Cue the Medtronic ($MDT)-Covidien layoffs. Medtronic is cutting 150 jobs in Ireland, months after closing its megadeal with Covidien and shifting its domicile to the country to enjoy the benefits of a lower tax rate.
The devicemaker is axing jobs at its Dublin-based Cherrywood call center, which offers support services in different languages to European clients, The Irish Times reports. Staff found out on Monday at a meeting with senior management that their jobs will be relocated to Poland next June and that the facility will be shuttered. Needless to say, the aftermath has not been pleasant, Irish workers group Communications Workers Union told the newspaper.
"Unfortunately the shocking news was just delivered yesterday and (the staff) are just coming to terms with it," CWU head of organizing Ian McArdle said, as quoted by the Irish Times. "Quite understandably the staff are in a state of shock."

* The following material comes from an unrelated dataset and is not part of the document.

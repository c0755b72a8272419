// TourBox Engine State

mod held;

pub use held::{HeldKeys, HeldState};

Medtronic is staying mum on the cuts. But more details about the layoffs will probably come to light after an upcoming meeting between with staff and the CWU, McArdle told the newspaper.
For a while, things seemed quiet on the layoffs front for Medtronic/Covidien. Over the summer, about 6 months after closing its deal for Covidien, Medtronic had grown its number of employees by 7% to 92,000 people.
|Medtronic CEO Omar Ishrak|
But Medtronic also has plans to save $300 million to $350 million from its acquisition of Covidien, and part of that strategy involves focusing on synergies and eliminating redundancies. In September, Medtronic CEO Omar Ishrak said that the company was on track to meeting its cost-savings goal, already completing over half of its value capture initiatives and "executing on our indirect sourcing plans" to "achieve meaningful savings."
At least so far, Medtronic seems well on its way toward reaping the benefits from its Covidien deal. The company in September said that it moved $9.8 billion to the U.S. thanks to its tax inversion deal. And Medtronic has access to about $12.5 billion in cash with $5.5 billion sitting overseas, giving the company the "financial flexibility" to deliver on its financial commitments and potentially setting the stage for "more aggressive M&A going forward," Leerink equity analyst Danielle Antalffy said at the time.